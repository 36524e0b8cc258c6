use std::{
    mem,
    path::{Path, PathBuf},
};

use log::{debug, info, warn};
use sys_mount::{Mount, MountFlags, Unmount, UnmountDrop, UnmountFlags};

use sabayon_api::error::{InstallerError, ReportError, ServicingError};

/// Special filesystems mounted into the target so that tools run through
/// chroot(1) see a working `/dev`, `/proc` and `/sys`.
const SPECIAL_DIRS: &[(&str, &str)] = &[("devtmpfs", "dev"), ("proc", "proc"), ("sysfs", "sys")];

/// Special directories mounted into a target root.
///
/// Note: Dropping this object unmounts lazily and swallows errors. Call `exit()` to
/// get unmount failures reported.
pub struct ChrootMounts {
    root: PathBuf,
    mounts: Vec<UnmountDrop<Mount>>,
}

impl ChrootMounts {
    /// Mount special directories ('/dev', '/proc', and '/sys') under `root`.
    pub fn enter(root: &Path) -> Result<Self, InstallerError> {
        if !root.exists() {
            return Err(InstallerError::new(ServicingError::ChrootMountSpecialDir {
                dir: root.display().to_string(),
            }));
        }

        info!("Mounting special directories in '{}'", root.display());
        let mut mounts = Vec::with_capacity(SPECIAL_DIRS.len());
        for (fstype, dir) in SPECIAL_DIRS {
            let target = root.join(dir);
            if !target.exists() {
                std::fs::create_dir_all(&target).structured(
                    ServicingError::ChrootMountSpecialDir {
                        dir: format!("/{dir}"),
                    },
                )?;
            }
            debug!("Mounting {fstype} on '{}'", target.display());
            mounts.push(
                Mount::builder()
                    .fstype(*fstype)
                    .flags(MountFlags::empty())
                    .mount(*fstype, &target)
                    .structured(ServicingError::ChrootMountSpecialDir {
                        dir: format!("/{dir}"),
                    })?
                    .into_unmount_drop(UnmountFlags::DETACH),
            );
        }

        Ok(Self {
            root: root.to_owned(),
            mounts,
        })
    }

    pub fn root(&self) -> &Path {
        &self.root
    }

    pub fn execute_and_exit<F, T>(self, f: F) -> Result<T, InstallerError>
    where
        F: FnOnce(&Path) -> Result<T, InstallerError>,
    {
        let result = f(&self.root);

        // If `f` failed its error wins and unmount errors are only logged.
        if let Err(e) = self.exit() {
            if result.is_ok() {
                return Err(e);
            }
            warn!("Encountered secondary error while handling earlier error: {e:?}");
        }
        result
    }

    /// Unmount special directories in reverse mount order.
    pub fn exit(mut self) -> Result<(), InstallerError> {
        info!("Unmounting special directories from '{}'", self.root.display());
        while let Some(mount) = self.mounts.pop() {
            mount
                .unmount(UnmountFlags::empty())
                .structured(ServicingError::ChrootUnmountSpecialDir)?;
            mem::forget(mount);
        }
        Ok(())
    }
}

•••

**EXERCISE DIRECTIONS:**
Output each entry exactly. Leave none out.

**TASK ANSWER:**
repository 36524e0b8cc258c6
use std::{
    mem,
    path::{Path, PathBuf},
};

use log::{debug, info, warn};
use sys_mount::{Mount, MountFlags, Unmount, UnmountDrop, UnmountFlags};

use sabayon_api::error::{InstallerError, ReportError, ServicingError};

/// Special filesystems mounted into the target so that tools run through
/// chroot(1) see a working `/dev`, `/proc` and `/sys`.
const SPECIAL_DIRS: &[(&str, &str)] = &[("devtmpfs", "dev"), ("proc", "proc"), ("sysfs", "sys")];

/// Special directories mounted into a target root.
///
/// Note: Dropping this object unmounts lazily and swallows errors. Call `exit()` to
/// get unmount failures reported.
pub struct ChrootMounts {
    root: PathBuf,
    mounts: Vec<UnmountDrop<Mount>>,
}

impl ChrootMounts {
    /// Mount special directories ('/dev', '/proc', and '/sys') under `root`.
    pub fn enter(root: &Path) -> Result<Self, InstallerError> {
        if !root.exists() {
            return Err(InstallerError::new(ServicingError::ChrootMountSpecialDir {
                dir: root.display().to_string(),
            }));
        }

        info!("Mounting special directories in '{}'", root.display());
        let mut mounts = Vec::with_capacity(SPECIAL_DIRS.len());
        for (fstype, dir) in SPECIAL_DIRS {
            let target = root.join(dir);
            if !target.exists() {
                std::fs::create_dir_all(&target).structured(
                    ServicingError::ChrootMountSpecialDir {
                        dir: format!("/{dir}"),
                    },
                )?;
            }
            debug!("Mounting {fstype} on '{}'", target.display());
            mounts.push(
                Mount::builder()
                    .fstype(*fstype)
                    .flags(MountFlags::empty())
                    .mount(*fstype, &target)
                    .structured(ServicingError::ChrootMountSpecialDir {
                        dir: format!("/{dir}"),
                    })?
                    .into_unmount_drop(UnmountFlags::DETACH),
            );
        }

        Ok(Self {
            root: root.to_owned(),
            mounts,
        })
    }

    pub fn root(&self) -> &Path {
        &self.root
    }

    pub fn execute_and_exit<F, T>(self, f: F) -> Result<T, InstallerError>
    where
        F: FnOnce(&Path) -> Result<T, InstallerError>,
    {
        let result = f(&self.root);

        // If `f` failed its error wins and unmount errors are only logged.
        if let Err(e) = self.exit() {
            if result.is_ok() {
                return Err(e);
            }
            warn!("Encountered secondary error while handling earlier error: {e:?}");
        }
        result
    }

    /// Unmount special directories in reverse mount order.
    pub fn exit(mut self) -> Result<(), InstallerError> {
        info!("Unmounting special directories from '{}'", self.root.display());
        while let Some(mount) = self.mounts.pop() {
            mount
                .unmount(UnmountFlags::empty())
                .structured(ServicingError::ChrootUnmountSpecialDir)?;
            mem::forget(mount);
        }
        Ok(())
    }
}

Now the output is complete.